* THE DATA:
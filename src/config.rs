// Environment-driven configuration
use std::env;
use std::net::SocketAddr;
use std::path::PathBuf;
use std::str::FromStr;
use std::time::Duration;
use thiserror::Error;

use crate::comments::DEFAULT_COMMENT_LIMIT;
use crate::youtube_client::DEFAULT_BASE_URL;

#[derive(Error, Debug)]
pub enum ConfigError {
    #[error("YouTube Data API key is missing. Set API_KEY (or YOUTUBE_API_KEY) in the environment or .env file")]
    MissingApiKey,
    #[error("Invalid value for {name}: '{value}'")]
    InvalidValue { name: &'static str, value: String },
}

#[derive(Debug, Clone)]
pub struct AppConfig {
    pub api_key: String,
    pub allowed_origins: Vec<String>,
    pub bind_addr: SocketAddr,
    pub youtube_base_url: String,
    pub request_timeout: Duration,
    pub comment_limit: usize,
    pub cache_capacity: u64,
    pub cache_ttl: Duration,
    pub static_dir: PathBuf,
}

impl AppConfig {
    pub fn from_env() -> Result<Self, ConfigError> {
        Self::from_lookup(|key| env::var(key).ok())
    }

    /// Build the configuration from any key lookup (the process env in production).
    pub fn from_lookup<F>(lookup: F) -> Result<Self, ConfigError>
    where
        F: Fn(&str) -> Option<String>,
    {
        let api_key = lookup("API_KEY")
            .or_else(|| lookup("YOUTUBE_API_KEY"))
            .filter(|k| !k.trim().is_empty())
            .ok_or(ConfigError::MissingApiKey)?;

        let allowed_origins = lookup("ALLOWED_ORIGINS")
            .unwrap_or_else(|| "*".to_string())
            .split(',')
            .map(|o| o.trim().to_string())
            .filter(|o| !o.is_empty())
            .collect();

        Ok(Self {
            api_key,
            allowed_origins,
            bind_addr: parse_or(&lookup, "BIND_ADDR", SocketAddr::from(([0, 0, 0, 0], 5000)))?,
            youtube_base_url: lookup("YOUTUBE_API_BASE_URL")
                .unwrap_or_else(|| DEFAULT_BASE_URL.to_string()),
            request_timeout: Duration::from_secs(parse_or(&lookup, "REQUEST_TIMEOUT_SECS", 10)?),
            comment_limit: parse_or(&lookup, "COMMENT_LIMIT", DEFAULT_COMMENT_LIMIT)?,
            cache_capacity: parse_or(&lookup, "CHANNEL_CACHE_CAPACITY", 1000)?,
            cache_ttl: Duration::from_secs(parse_or(&lookup, "CHANNEL_CACHE_TTL_SECS", 300)?),
            static_dir: lookup("STATIC_DIR")
                .map(PathBuf::from)
                .unwrap_or_else(|| PathBuf::from("static")),
        })
    }

    pub fn allows_any_origin(&self) -> bool {
        self.allowed_origins.is_empty() || self.allowed_origins.iter().any(|o| o == "*")
    }
}

fn parse_or<F, T>(lookup: &F, name: &'static str, default: T) -> Result<T, ConfigError>
where
    F: Fn(&str) -> Option<String>,
    T: FromStr,
{
    match lookup(name) {
        Some(value) => value
            .trim()
            .parse()
            .map_err(|_| ConfigError::InvalidValue { name, value }),
        None => Ok(default),
    }
}
//! Error types for the simulation layer

use canopy_tree::ChannelError;
use thiserror::Error;

/// Errors raised by virtual hardware
#[derive(Debug, Error)]
pub enum SimError {
    /// No channel is open on the interface
    #[error("no open channel on {0}")]
    NotOpen(String),

    /// The interface is not part of the simulated hardware
    #[error("unknown interface {0}")]
    UnknownInterface(String),

    /// The endpoint is not attached to a bus channel
    #[error("endpoint {0} is not attached")]
    Detached(String),

    /// The bus channel rejected the payload
    #[error("channel error: {0}")]
    Channel(#[from] ChannelError),
}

* WHAT IS EXPECTED:
Down to the last line, reproduce the entries above precisely.

* TASK OUTPUT:
filename src/config.rs
// Environment-driven configuration
use std::env;
use std::net::SocketAddr;
use std::path::PathBuf;
use std::str::FromStr;
use std::time::Duration;
use thiserror::Error;

use crate::comments::DEFAULT_COMMENT_LIMIT;
use crate::youtube_client::DEFAULT_BASE_URL;

#[derive(Error, Debug)]
pub enum ConfigError {
    #[error("YouTube Data API key is missing. Set API_KEY (or YOUTUBE_API_KEY) in the environment or .env file")]
    MissingApiKey,
    #[error("Invalid value for {name}: '{value}'")]
    InvalidValue { name: &'static str, value: String },
}

#[derive(Debug, Clone)]
pub struct AppConfig {
    pub api_key: String,
    pub allowed_origins: Vec<String>,
    pub bind_addr: SocketAddr,
    pub youtube_base_url: String,
    pub request_timeout: Duration,
    pub comment_limit: usize,
    pub cache_capacity: u64,
    pub cache_ttl: Duration,
    pub static_dir: PathBuf,
}

impl AppConfig {
    pub fn from_env() -> Result<Self, ConfigError> {
        Self::from_lookup(|key| env::var(key).ok())
    }

    /// Build the configuration from any key lookup (the process env in production).
    pub fn from_lookup<F>(lookup: F) -> Result<Self, ConfigError>
    where
        F: Fn(&str) -> Option<String>,
    {
        let api_key = lookup("API_KEY")
            .or_else(|| lookup("YOUTUBE_API_KEY"))
            .filter(|k| !k.trim().is_empty())
            .ok_or(ConfigError::MissingApiKey)?;

        let allowed_origins = lookup("ALLOWED_ORIGINS")
            .unwrap_or_else(|| "*".to_string())
            .split(',')
            .map(|o| o.trim().to_string())
            .filter(|o| !o.is_empty())
            .collect();

        Ok(Self {
            api_key,
            allowed_origins,
            bind_addr: parse_or(&lookup, "BIND_ADDR", SocketAddr::from(([0, 0, 0, 0], 5000)))?,
            youtube_base_url: lookup("YOUTUBE_API_BASE_URL")
                .unwrap_or_else(|| DEFAULT_BASE_URL.to_string()),
            request_timeout: Duration::from_secs(parse_or(&lookup, "REQUEST_TIMEOUT_SECS", 10)?),
            comment_limit: parse_or(&lookup, "COMMENT_LIMIT", DEFAULT_COMMENT_LIMIT)?,
            cache_capacity: parse_or(&lookup, "CHANNEL_CACHE_CAPACITY", 1000)?,
            cache_ttl: Duration::from_secs(parse_or(&lookup, "CHANNEL_CACHE_TTL_SECS", 300)?),
            static_dir: lookup("STATIC_DIR")
                .map(PathBuf::from)
                .unwrap_or_else(|| PathBuf::from("static")),
        })
    }

    pub fn allows_any_origin(&self) -> bool {
        self.allowed_origins.is_empty() || self.allowed_origins.iter().any(|o| o == "*")
    }
}

fn parse_or<F, T>(lookup: &F, name: &'static str, default: T) -> Result<T, ConfigError>
where
    F: Fn(&str) -> Option<String>,
    T: FromStr,
{
    match lookup(name) {
        Some(value) => value
            .trim()
            .parse()
            .map_err(|_| ConfigError::InvalidValue { name, value }),
        None => Ok(default),
    }
}
//! Error types for the simulation layer

use canopy_tree::ChannelError;
use thiserror::Error;

/// Errors raised by virtual hardware
#[derive(Debug, Error)]
pub enum SimError {
    /// No channel is open on the interface
    #[error("no open channel on {0}")]
    NotOpen(String),

    /// The interface is not part of the simulated hardware
    #[error("unknown interface {0}")]
    UnknownInterface(String),

    /// The endpoint is not attached to a bus channel
    #[error("endpoint {0} is not attached")]
    Detached(String),

    /// The bus channel rejected the payload
    #[error("channel error: {0}")]
    Channel(#[from] ChannelError),
}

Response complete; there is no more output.